Alquila el lugar hace 11 años. Reparó el techo, acondicionó las paredes y las pintó clarito, como el SI. Tiene un horno a garrafa, un lavarropas chico, una heladera, el televisor y una mesa. En la pared cuelga un diploma de la Iglesia Evangelista. Ahí cumple su rol de consejero de vecinos y fieles.
Cuando Pascua predica sobre el bien y el mal, sobre las semillas y los frutos, sobre la familia, sobre dios la cara, su tono firme y pausado se vuelven hipnóticos. Si recuerda su detención durante la dictadura es menos enérgico, duda, mezcla temas.
El otro día Pascua vio en televisión los goles del Mundial 78 y se acordó de aquella final, del griterío en el SI. En la misma oración dice que “lo torturaron grandemente” y que “al final todos eran como una familia”.

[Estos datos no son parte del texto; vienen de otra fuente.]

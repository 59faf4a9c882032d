//! # liquid-rs-template
//!
//! A small Liquid-style template engine. Templates mix literal text with
//! `{{ expression }}` output regions and `{% tag %}` control constructs.
//! Parsing produces a [`Template`] node tree, and a [`Renderer`] walks that
//! tree against a data [`Object`].
//!
//! ## Modules
//!
//! - [`value`] - The dynamic value model and host extension trait
//! - [`lexer`] - Tokenizer for expression and tag regions
//! - [`expression`] - Operator-precedence expression parser
//! - [`parser`] - Document parser and container-tag nesting
//! - [`nodes`] - The compiled node tree
//! - [`template`] - Parse entry points and diagnostics
//! - [`context`] - Scope stack and control flags
//! - [`renderer`] - Tree-walking evaluator
//! - [`filters`] - Filter trait, registry, and built-in filters
//! - [`loaders`] - Template loaders for `include`

pub mod context;
pub mod expression;
pub mod filters;
pub mod lexer;
pub mod loaders;
pub mod nodes;
pub mod parser;
pub mod renderer;
pub mod template;
pub mod value;

pub use filters::{Filter, FilterRegistry};
pub use loaders::{FileSystemLoader, StringLoader, TemplateLoader};
pub use parser::ParserOptions;
pub use renderer::{DefaultHooks, RenderHooks, Renderer, RendererOptions};
pub use template::{parse, parse_file, parse_file_with, parse_with, Template};
pub use value::{Object, Value, ValueObject};
//! The `render` and `check` subcommands.

pub mod check;
pub mod render;

pub use check::CheckCommand;
pub use render::RenderCommand;
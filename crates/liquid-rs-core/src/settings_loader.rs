//! Settings loading from configuration files.
//!
//! ## Loading Order
//!
//! 1. Start with default settings.
//! 2. Load from a TOML or JSON file (overriding defaults).
//! 3. Apply environment variable overrides (highest priority).
//!
//! ## Environment Variable Mapping
//!
//! | Env Var | Setting |
//! |---|---|
//! | `LIQUID_DEBUG` | `debug` |
//! | `LIQUID_LOG_LEVEL` | `log_level` |
//! | `LIQUID_TEMPLATE_DIRS` | `template_dirs` (comma-separated) |
//! | `LIQUID_STRIP_NEWLINE_AFTER_TAG` | `strip_newline_after_tag` |
//! | `LIQUID_STRIP_WHITESPACE_AT_TAG` | `strip_whitespace_at_tag` |
//! | `LIQUID_ERROR_MARKERS` | `error_markers` |
//!
//! ## Examples
//!
//! ```rust,no_run
//! use liquid_rs_core::settings_loader;
//!
//! let settings = settings_loader::from_toml_file_with_env("liquid.toml").unwrap();
//! ```

use std::path::{Path, PathBuf};

use crate::error::LiquidError;
use crate::settings::Settings;

/// Loads settings from a TOML string.
///
/// Fields not present in the TOML keep their default values.
///
/// # Errors
///
/// Returns an error if the TOML is malformed or cannot be deserialized.
pub fn from_toml_str(toml_str: &str) -> Result<Settings, LiquidError> {
    let toml_value: toml::Value = toml::from_str(toml_str)
        .map_err(|e| LiquidError::ConfigurationError(format!("Failed to parse TOML: {e}")))?;
    merge_over_defaults(toml_to_json(toml_value), "TOML")
}

/// Loads settings from a TOML file.
///
/// # Errors
///
/// Returns an error if the file cannot be read or the TOML is malformed.
pub fn from_toml_file(path: impl AsRef<Path>) -> Result<Settings, LiquidError> {
    from_toml_str(&read_config(path.as_ref(), "TOML")?)
}

/// Loads settings from a TOML file and then applies environment variable overrides.
///
/// # Errors
///
/// Returns an error if the file cannot be read or the TOML is malformed.
pub fn from_toml_file_with_env(path: impl AsRef<Path>) -> Result<Settings, LiquidError> {
    let mut settings = from_toml_file(path)?;
    apply_env_overrides(&mut settings);
    Ok(settings)
}

/// Loads settings from a JSON string.
///
/// # Errors
///
/// Returns an error if the JSON is malformed or cannot be deserialized.
pub fn from_json_str(json_str: &str) -> Result<Settings, LiquidError> {
    let json_value: serde_json::Value = serde_json::from_str(json_str)
        .map_err(|e| LiquidError::ConfigurationError(format!("Failed to parse JSON: {e}")))?;
    merge_over_defaults(json_value, "JSON")
}

/// Loads settings from a JSON file.
///
/// # Errors
///
/// Returns an error if the file cannot be read or the JSON is malformed.
pub fn from_json_file(path: impl AsRef<Path>) -> Result<Settings, LiquidError> {
    from_json_str(&read_config(path.as_ref(), "JSON")?)
}

/// Loads settings from a file, picking the format from its extension.
///
/// `.json` files are read as JSON; everything else is read as TOML.
/// Environment overrides are applied afterwards.
///
/// # Errors
///
/// Returns an error if the file cannot be read or parsed.
pub fn from_file_with_env(path: impl AsRef<Path>) -> Result<Settings, LiquidError> {
    let path = path.as_ref();
    let is_json = path
        .extension()
        .is_some_and(|ext| ext.eq_ignore_ascii_case("json"));
    let mut settings = if is_json {
        from_json_file(path)?
    } else {
        from_toml_file(path)?
    };
    apply_env_overrides(&mut settings);
    Ok(settings)
}

/// Loads settings from just environment variables (starting from defaults).
pub fn from_env() -> Settings {
    let mut settings = Settings::default();
    apply_env_overrides(&mut settings);
    settings
}

/// Applies `LIQUID_*` environment variable overrides to a settings struct.
pub fn apply_env_overrides(settings: &mut Settings) {
    apply_overrides_from(settings, |key| std::env::var(key).ok());
}

/// Applies overrides using `lookup` to resolve each `LIQUID_*` key.
///
/// Boolean values accept "true", "1" and "yes" (case-insensitive); anything
/// else is read as `false`.
pub fn apply_overrides_from<F>(settings: &mut Settings, lookup: F)
where
    F: Fn(&str) -> Option<String>,
{
    let flag = |val: String| matches!(val.to_lowercase().as_str(), "true" | "1" | "yes");

    if let Some(val) = lookup("LIQUID_DEBUG") {
        settings.debug = flag(val);
    }

    if let Some(val) = lookup("LIQUID_LOG_LEVEL") {
        settings.log_level = val;
    }

    if let Some(val) = lookup("LIQUID_TEMPLATE_DIRS") {
        settings.template_dirs = val
            .split(',')
            .map(str::trim)
            .filter(|s| !s.is_empty())
            .map(PathBuf::from)
            .collect();
    }

    if let Some(val) = lookup("LIQUID_STRIP_NEWLINE_AFTER_TAG") {
        settings.strip_newline_after_tag = flag(val);
    }

    if let Some(val) = lookup("LIQUID_STRIP_WHITESPACE_AT_TAG") {
        settings.strip_whitespace_at_tag = flag(val);
    }

    if let Some(val) = lookup("LIQUID_ERROR_MARKERS") {
        settings.error_markers = flag(val);
    }
}

// ============================================================
// Helpers
// ============================================================

fn read_config(path: &Path, format: &str) -> Result<String, LiquidError> {
    std::fs::read_to_string(path).map_err(|e| {
        LiquidError::ConfigurationError(format!(
            "Failed to read {format} file '{}': {e}",
            path.display()
        ))
    })
}

fn merge_over_defaults(value: serde_json::Value, format: &str) -> Result<Settings, LiquidError> {
    let default_json = serde_json::to_value(Settings::default()).map_err(|e| {
        LiquidError::ConfigurationError(format!("Failed to serialize default settings: {e}"))
    })?;

    let merged = merge_json(default_json, value);
    serde_json::from_value(merged).map_err(|e| {
        LiquidError::ConfigurationError(format!("Failed to deserialize settings from {format}: {e}"))
    })
}

/// Converts a TOML value to a `serde_json::Value`.
fn toml_to_json(value: toml::Value) -> serde_json::Value {
    match value {
        toml::Value::String(s) => serde_json::Value::String(s),
        toml::Value::Integer(i) => serde_json::json!(i),
        toml::Value::Float(f) => serde_json::json!(f),
        toml::Value::Boolean(b) => serde_json::Value::Bool(b),
        toml::Value::Datetime(dt) => serde_json::Value::String(dt.to_string()),
        toml::Value::Array(arr) => {
            serde_json::Value::Array(arr.into_iter().map(toml_to_json).collect())
        }
        toml::Value::Table(table) => serde_json::Value::Object(
            table
                .into_iter()
                .map(|(k, v)| (k, toml_to_json(v)))
                .collect(),
        ),
    }
}

/// Deep-merges two JSON values. The `override_val` takes precedence.
fn merge_json(base: serde_json::Value, override_val: serde_json::Value) -> serde_json::Value {
    match (base, override_val) {
        (serde_json::Value::Object(mut base_map), serde_json::Value::Object(override_map)) => {
            for (key, override_v) in override_map {
                let merged = match base_map.remove(&key) {
                    Some(base_v) => merge_json(base_v, override_v),
                    None => override_v,
                };
                base_map.insert(key, merged);
            }
            serde_json::Value::Object(base_map)
        }
        (_, override_val) => override_val,
    }
}
//! Logging integration for liquid-rs.
//!
//! Provides helpers for configuring [`tracing`]-based logging from
//! [`Settings`](crate::settings::Settings) and for creating per-render spans.

use crate::settings::Settings;

/// Sets up the global tracing subscriber based on the given settings.
///
/// The filter is read from `settings.log_level` (e.g. "debug", "warn",
/// "liquid_rs_template=trace"). In debug mode a pretty, human-readable format
/// is used; otherwise a structured JSON format is used. Installing a second
/// subscriber is silently ignored.
pub fn setup_logging(settings: &Settings) {
    use tracing_subscriber::fmt;
    use tracing_subscriber::EnvFilter;

    let filter = EnvFilter::try_new(&settings.log_level).unwrap_or_else(|_| EnvFilter::new("info"));

    if settings.debug {
        fmt::Subscriber::builder()
            .with_env_filter(filter)
            .with_target(true)
            .with_writer(std::io::stderr)
            .pretty()
            .try_init()
            .ok();
    } else {
        fmt::Subscriber::builder()
            .with_env_filter(filter)
            .with_target(true)
            .with_writer(std::io::stderr)
            .json()
            .try_init()
            .ok();
    }
}

/// Creates a tracing span for one top-level render.
///
/// # Examples
///
/// ```
/// use liquid_rs_core::logging::render_span;
///
/// let span = render_span("index.liquid");
/// let _guard = span.enter();
/// tracing::debug!("rendering");
/// ```
pub fn render_span(template: &str) -> tracing::Span {
    tracing::debug_span!("render", template = template)
}
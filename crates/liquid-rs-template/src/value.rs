//! Dynamic values flowing through templates.
//!
//! [`Value`] is the closed set of data kinds a template can see. Hosts that
//! want to expose their own objects without converting them up front
//! implement [`ValueObject`] and wrap them in [`Value::Extension`].

use std::cmp::Ordering;
use std::collections::{BTreeMap, HashMap};
use std::fmt;
use std::sync::Arc;

use liquid_rs_core::error::LiquidError;
use serde::ser::{SerializeMap, SerializeSeq};
use serde::{Serialize, Serializer};

/// A string-keyed map of values with deterministic (sorted) key order.
pub type Object = BTreeMap<String, Value>;

/// A host object exposed to templates.
///
/// The renderer only ever asks an extension whether it behaves like an array
/// or a map and reads from it through the accessors below; every method has
/// a default so an implementation only fills in what it supports.
pub trait ValueObject: fmt::Debug + Send + Sync {
    /// A short name for diagnostics (e.g. `"user"`).
    fn type_name(&self) -> &'static str;

    /// Whether [`length`](Self::length) and [`at`](Self::at) are meaningful.
    fn is_array(&self) -> bool {
        false
    }

    /// Whether [`property_names`](Self::property_names) and
    /// [`property`](Self::property) are meaningful.
    fn is_map(&self) -> bool {
        false
    }

    /// Number of elements (array-like) or properties (map-like).
    fn length(&self) -> usize {
        0
    }

    /// Element at `index`, or `Null` when out of range.
    fn at(&self, _index: usize) -> Value {
        Value::Null
    }

    /// Property names in a stable order.
    fn property_names(&self) -> Vec<String> {
        Vec::new()
    }

    /// Property named `name`, or `Null` when absent.
    fn property(&self, _name: &str) -> Value {
        Value::Null
    }
}

/// A dynamically-typed template value.
///
/// # Examples
///
/// ```
/// use liquid_rs_template::value::Value;
///
/// let v = Value::from(vec![1, 2, 3]);
/// assert_eq!(v.length(), Some(3));
/// assert!(v.is_truthy());
/// assert!(!Value::Null.is_truthy());
/// ```
#[derive(Debug, Clone, Default)]
pub enum Value {
    /// The absence of a value.
    #[default]
    Null,
    /// A boolean.
    Bool(bool),
    /// A 64-bit signed integer.
    Int(i64),
    /// A 64-bit float.
    Double(f64),
    /// A UTF-8 string.
    String(String),
    /// An ordered list of values.
    Array(Vec<Value>),
    /// A string-keyed map.
    Map(Object),
    /// A host-provided object.
    Extension(Arc<dyn ValueObject>),
}

impl Value {
    /// Returns a short name for the kind of this value.
    pub fn type_name(&self) -> &'static str {
        match self {
            Self::Null => "null",
            Self::Bool(_) => "bool",
            Self::Int(_) => "int",
            Self::Double(_) => "double",
            Self::String(_) => "string",
            Self::Array(_) => "array",
            Self::Map(_) => "map",
            Self::Extension(ext) => ext.type_name(),
        }
    }

    /// Returns `true` for `Null`.
    pub fn is_null(&self) -> bool {
        matches!(self, Self::Null)
    }

    /// Returns `true` for arrays and array-like extensions.
    pub fn is_array(&self) -> bool {
        match self {
            Self::Array(_) => true,
            Self::Extension(ext) => ext.is_array(),
            _ => false,
        }
    }

    /// Returns `true` for maps and map-like extensions.
    pub fn is_map(&self) -> bool {
        match self {
            Self::Map(_) => true,
            Self::Extension(ext) => ext.is_map() && !ext.is_array(),
            _ => false,
        }
    }

    /// Converts this value to a boolean for conditions.
    ///
    /// Booleans are themselves, integers are truthy when nonzero, and every
    /// other kind is truthy unless it is `Null`. Empty strings, arrays, and
    /// maps are therefore truthy.
    pub fn is_truthy(&self) -> bool {
        match self {
            Self::Bool(b) => *b,
            Self::Int(i) => *i != 0,
            Self::Null => false,
            _ => true,
        }
    }

    /// Returns the boolean if this is a `Bool`.
    pub fn as_bool(&self) -> Option<bool> {
        match self {
            Self::Bool(b) => Some(*b),
            _ => None,
        }
    }

    /// Returns the integer if this is an `Int`.
    pub fn as_int(&self) -> Option<i64> {
        match self {
            Self::Int(i) => Some(*i),
            _ => None,
        }
    }

    /// Returns a float for either numeric kind.
    #[allow(clippy::cast_precision_loss)]
    pub fn as_double(&self) -> Option<f64> {
        match self {
            Self::Int(i) => Some(*i as f64),
            Self::Double(d) => Some(*d),
            _ => None,
        }
    }

    /// Returns the string contents if this is a `String`.
    pub fn as_str(&self) -> Option<&str> {
        match self {
            Self::String(s) => Some(s),
            _ => None,
        }
    }

    /// Returns the map if this is a `Map`.
    pub fn as_map(&self) -> Option<&Object> {
        match self {
            Self::Map(m) => Some(m),
            _ => None,
        }
    }

    /// Returns the elements of an array or array-like extension.
    pub fn to_array(&self) -> Option<Vec<Value>> {
        match self {
            Self::Array(items) => Some(items.clone()),
            Self::Extension(ext) if ext.is_array() => {
                Some((0..ext.length()).map(|i| ext.at(i)).collect())
            }
            _ => None,
        }
    }

    /// Returns the sorted property names of a map or map-like extension.
    pub fn property_names(&self) -> Option<Vec<String>> {
        match self {
            Self::Map(m) => Some(m.keys().cloned().collect()),
            Self::Extension(ext) if ext.is_map() => {
                let mut names = ext.property_names();
                names.sort();
                Some(names)
            }
            _ => None,
        }
    }

    /// Number of elements, properties, or characters.
    ///
    /// Returns `None` for scalars and opaque extensions.
    pub fn length(&self) -> Option<usize> {
        match self {
            Self::String(s) => Some(s.chars().count()),
            Self::Array(items) => Some(items.len()),
            Self::Map(m) => Some(m.len()),
            Self::Extension(ext) if ext.is_array() || ext.is_map() => Some(ext.length()),
            _ => None,
        }
    }

    /// Element at `index` of an array-like value; `Null` when out of range
    /// or when this is not array-like.
    pub fn at(&self, index: i64) -> Self {
        let Ok(index) = usize::try_from(index) else {
            return Self::Null;
        };
        match self {
            Self::Array(items) => items.get(index).cloned().unwrap_or_default(),
            Self::Extension(ext) if ext.is_array() && index < ext.length() => ext.at(index),
            _ => Self::Null,
        }
    }

    /// Property `name` of a map-like value; `Null` when absent or when this
    /// is not map-like.
    pub fn property(&self, name: &str) -> Self {
        match self {
            Self::Map(m) => m.get(name).cloned().unwrap_or_default(),
            Self::Extension(ext) if ext.is_map() => ext.property(name),
            _ => Self::Null,
        }
    }

    /// Renders this value as output text.
    ///
    /// `Null` is empty, strings are verbatim, and integer-valued doubles keep
    /// one decimal place. Arrays and maps are written as JSON.
    pub fn to_display_string(&self) -> String {
        match self {
            Self::Null => String::new(),
            Self::Bool(b) => b.to_string(),
            Self::Int(i) => i.to_string(),
            Self::Double(d) => {
                if d.is_finite() && d.fract() == 0.0 {
                    format!("{d:.1}")
                } else {
                    d.to_string()
                }
            }
            Self::String(s) => s.clone(),
            Self::Array(_) | Self::Map(_) | Self::Extension(_) => {
                serde_json::to_string(self).unwrap_or_default()
            }
        }
    }

    /// Position of this kind in the cross-type ordering.
    fn rank(&self) -> u8 {
        match self {
            Self::Null => 0,
            Self::Bool(_) => 1,
            Self::Int(_) => 2,
            Self::Double(_) => 3,
            Self::String(_) => 4,
            v if v.is_array() => 5,
            v if v.is_map() => 6,
            _ => 7,
        }
    }
}

impl fmt::Display for Value {
    fn fmt(&self, f: &mut fmt::Formatter<'_>) -> fmt::Result {
        f.write_str(&self.to_display_string())
    }
}

impl PartialEq for Value {
    fn eq(&self, other: &Self) -> bool {
        compare(self, other) == Ordering::Equal
    }
}

/// Three-way comparison used by the relational operators.
///
/// `Int` and `Double` compare numerically with each other, with NaN equal
/// only to NaN and greater than every other number. Any other pair of
/// differing kinds is ordered by a fixed kind rank, which is stable but not
/// meaningful. Arrays compare by length and then element-wise; maps compare
/// by property count, then by sorted key and value.
///
/// # Examples
///
/// ```
/// use std::cmp::Ordering;
/// use liquid_rs_template::value::{compare, Value};
///
/// assert_eq!(compare(&Value::Int(2), &Value::Double(2.0)), Ordering::Equal);
/// assert_eq!(compare(&Value::from("a"), &Value::from("b")), Ordering::Less);
/// ```
pub fn compare(lhs: &Value, rhs: &Value) -> Ordering {
    if std::ptr::eq(lhs, rhs) {
        return Ordering::Equal;
    }

    match (lhs, rhs) {
        (Value::Null, Value::Null) => Ordering::Equal,
        (Value::Bool(a), Value::Bool(b)) => a.cmp(b),
        (Value::Int(a), Value::Int(b)) => a.cmp(b),
        (Value::Int(_) | Value::Double(_), Value::Int(_) | Value::Double(_)) => {
            let (a, b) = (lhs.as_double().unwrap_or(0.0), rhs.as_double().unwrap_or(0.0));
            compare_doubles(a, b)
        }
        (Value::String(a), Value::String(b)) => a.cmp(b),
        (Value::Extension(a), Value::Extension(b)) if Arc::ptr_eq(a, b) => Ordering::Equal,
        _ => match lhs.rank().cmp(&rhs.rank()) {
            Ordering::Equal if lhs.is_array() => compare_arrays(lhs, rhs),
            Ordering::Equal if lhs.is_map() => compare_maps(lhs, rhs),
            Ordering::Equal => lhs.type_name().cmp(rhs.type_name()),
            other => other,
        },
    }
}

/// NaN equals itself and sorts above every number; `0.0 == -0.0`.
fn compare_doubles(a: f64, b: f64) -> Ordering {
    a.partial_cmp(&b)
        .unwrap_or_else(|| a.is_nan().cmp(&b.is_nan()))
}

fn compare_arrays(lhs: &Value, rhs: &Value) -> Ordering {
    let (a, b) = (lhs.to_array().unwrap_or_default(), rhs.to_array().unwrap_or_default());
    a.len().cmp(&b.len()).then_with(|| {
        a.iter()
            .zip(&b)
            .map(|(x, y)| compare(x, y))
            .find(|c| c.is_ne())
            .unwrap_or(Ordering::Equal)
    })
}

fn compare_maps(lhs: &Value, rhs: &Value) -> Ordering {
    let a = lhs.property_names().unwrap_or_default();
    let b = rhs.property_names().unwrap_or_default();
    a.len().cmp(&b.len()).then_with(|| {
        for (ka, kb) in a.iter().zip(&b) {
            let c = ka
                .cmp(kb)
                .then_with(|| compare(&lhs.property(ka), &rhs.property(kb)));
            if c.is_ne() {
                return c;
            }
        }
        Ordering::Equal
    })
}

impl Serialize for Value {
    fn serialize<S: Serializer>(&self, serializer: S) -> Result<S::Ok, S::Error> {
        match self {
            Self::Null => serializer.serialize_unit(),
            Self::Bool(b) => serializer.serialize_bool(*b),
            Self::Int(i) => serializer.serialize_i64(*i),
            Self::Double(d) => serializer.serialize_f64(*d),
            Self::String(s) => serializer.serialize_str(s),
            Self::Array(items) => items.serialize(serializer),
            Self::Map(m) => m.serialize(serializer),
            Self::Extension(ext) if ext.is_array() => {
                let mut seq = serializer.serialize_seq(Some(ext.length()))?;
                for i in 0..ext.length() {
                    seq.serialize_element(&ext.at(i))?;
                }
                seq.end()
            }
            Self::Extension(ext) if ext.is_map() => {
                let names = self.property_names().unwrap_or_default();
                let mut map = serializer.serialize_map(Some(names.len()))?;
                for name in &names {
                    map.serialize_entry(name, &ext.property(name))?;
                }
                map.end()
            }
            Self::Extension(ext) => serializer.serialize_str(&format!("<{}>", ext.type_name())),
        }
    }
}

/// Converts a JSON object into template data.
///
/// # Errors
///
/// Returns `SerializationError` if `json` is not an object.
pub fn object_from_json(json: serde_json::Value) -> Result<Object, LiquidError> {
    match Value::from(json) {
        Value::Map(m) => Ok(m),
        other => Err(LiquidError::SerializationError(format!(
            "Template data must be a JSON object, got {}",
            other.type_name()
        ))),
    }
}

// -- From implementations --

impl From<&str> for Value {
    fn from(s: &str) -> Self {
        Self::String(s.to_string())
    }
}

impl From<String> for Value {
    fn from(s: String) -> Self {
        Self::String(s)
    }
}

impl From<bool> for Value {
    fn from(b: bool) -> Self {
        Self::Bool(b)
    }
}

impl From<i32> for Value {
    fn from(i: i32) -> Self {
        Self::Int(i64::from(i))
    }
}

impl From<i64> for Value {
    fn from(i: i64) -> Self {
        Self::Int(i)
    }
}

impl From<u32> for Value {
    fn from(i: u32) -> Self {
        Self::Int(i64::from(i))
    }
}

impl From<usize> for Value {
    fn from(i: usize) -> Self {
        Self::Int(i64::try_from(i).unwrap_or(i64::MAX))
    }
}

impl From<f32> for Value {
    fn from(f: f32) -> Self {
        Self::Double(f64::from(f))
    }
}

impl From<f64> for Value {
    fn from(f: f64) -> Self {
        Self::Double(f)
    }
}

impl<T: Into<Value>> From<Vec<T>> for Value {
    fn from(v: Vec<T>) -> Self {
        Self::Array(v.into_iter().map(Into::into).collect())
    }
}

impl<T: Into<Value>> From<BTreeMap<String, T>> for Value {
    fn from(m: BTreeMap<String, T>) -> Self {
        Self::Map(m.into_iter().map(|(k, v)| (k, v.into())).collect())
    }
}

impl<T: Into<Value>> From<HashMap<String, T>> for Value {
    fn from(m: HashMap<String, T>) -> Self {
        Self::Map(m.into_iter().map(|(k, v)| (k, v.into())).collect())
    }
}

impl<T: Into<Value>> From<Option<T>> for Value {
    fn from(o: Option<T>) -> Self {
        o.map_or(Self::Null, Into::into)
    }
}

impl From<Arc<dyn ValueObject>> for Value {
    fn from(ext: Arc<dyn ValueObject>) -> Self {
        Self::Extension(ext)
    }
}

impl From<serde_json::Value> for Value {
    fn from(v: serde_json::Value) -> Self {
        match v {
            serde_json::Value::Null => Self::Null,
            serde_json::Value::Bool(b) => Self::Bool(b),
            serde_json::Value::Number(n) => n
                .as_i64()
                .map(Self::Int)
                .or_else(|| n.as_f64().map(Self::Double))
                .unwrap_or(Self::Null),
            serde_json::Value::String(s) => Self::String(s),
            serde_json::Value::Array(arr) => Self::Array(arr.into_iter().map(Self::from).collect()),
            serde_json::Value::Object(map) => {
                Self::Map(map.into_iter().map(|(k, v)| (k, Self::from(v))).collect())
            }
        }
    }
}
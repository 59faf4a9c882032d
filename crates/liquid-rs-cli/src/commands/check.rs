//! The `check` command.
//!
//! Parses template files without rendering them and reports every syntax
//! error as `path:line:col: message`.

use std::path::PathBuf;

use async_trait::async_trait;
use liquid_rs_core::{LiquidError, Settings};
use liquid_rs_template::parse_with;
use liquid_rs_template::parser::ParserOptions;

use crate::command::Command;

/// Validates template syntax.
pub struct CheckCommand;

/// A problem found in one template file.
#[derive(Debug, Clone, PartialEq, Eq)]
pub struct CheckMessage {
    pub path: PathBuf,
    /// The located diagnostic, already prefixed with `path:line:col`
    /// for syntax errors.
    pub msg: String,
}

impl std::fmt::Display for CheckMessage {
    fn fmt(&self, f: &mut std::fmt::Formatter<'_>) -> std::fmt::Result {
        f.write_str(&self.msg)
    }
}

/// Parses each file in `paths` and collects the failures.
pub async fn check_templates(paths: &[PathBuf], options: ParserOptions) -> Vec<CheckMessage> {
    let mut messages = Vec::new();

    for path in paths {
        let msg = match tokio::fs::read_to_string(path).await {
            Ok(text) => match parse_with(&text, Some(path.as_path()), options) {
                Ok(_) => continue,
                Err(err) => err.to_string(),
            },
            Err(err) => format!("{}: {err}", path.display()),
        };
        messages.push(CheckMessage {
            path: path.clone(),
            msg,
        });
    }

    messages
}

#[async_trait]
impl Command for CheckCommand {
    fn name(&self) -> &'static str {
        "check"
    }

    fn about(&self) -> &'static str {
        "Check templates for syntax errors"
    }

    fn arguments(&self, cmd: clap::Command) -> clap::Command {
        cmd.arg(
            clap::Arg::new("templates")
                .required(true)
                .num_args(1..)
                .value_parser(clap::value_parser!(PathBuf))
                .help("Template files to check"),
        )
    }

    async fn run(
        &self,
        matches: &clap::ArgMatches,
        settings: &Settings,
    ) -> Result<(), LiquidError> {
        let paths: Vec<PathBuf> = matches
            .get_many::<PathBuf>("templates")
            .map(|paths| paths.cloned().collect())
            .unwrap_or_default();

        let messages = check_templates(&paths, ParserOptions::from(settings)).await;

        if messages.is_empty() {
            tracing::info!(templates = paths.len(), "no issues found");
            return Ok(());
        }

        for message in &messages {
            tracing::error!("{message}");
        }

        Err(LiquidError::ConfigurationError(format!(
            "{} of {} template(s) failed to parse",
            messages.len(),
            paths.len()
        )))
    }
}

De los doce delegados y subdelegados que conoció “solo quedamos tres o cuatro para contarlo, al resto los boletearon a todos”. De los jefes del SI habla con respeto: Caramelo Altamirano, condenado por secuestros, torturas y asesinatos, “es una buena persona”. Y se alegra que José “Archie” Scortechini esté preso porque fue quien lo torturó. Pero él ya no tiene enemigos.
Nunca declaró ante la Justicia. Las salidas a su casa de los fines de semana lo marginaron de la lista de testigos de uno de los pocos crímenes que ocurrió dentro del SI y se juzgó, en parte, en el juicio Feced II en 2014 (este año comenzó Feced III en la Justicia Federal). Conrado Galdame murió de un disparo en medio de una sesión de tortura, un sábado de diciembre de 1978. Para encubrir el asesinato, la patota montó un falso enfrentamiento en la casa de ese estudiante y mató a otros dos jóvenes peruanos. Esos crímenes marcaron el fin del SI como centro de operaciones y de la autonomía de la patota policial.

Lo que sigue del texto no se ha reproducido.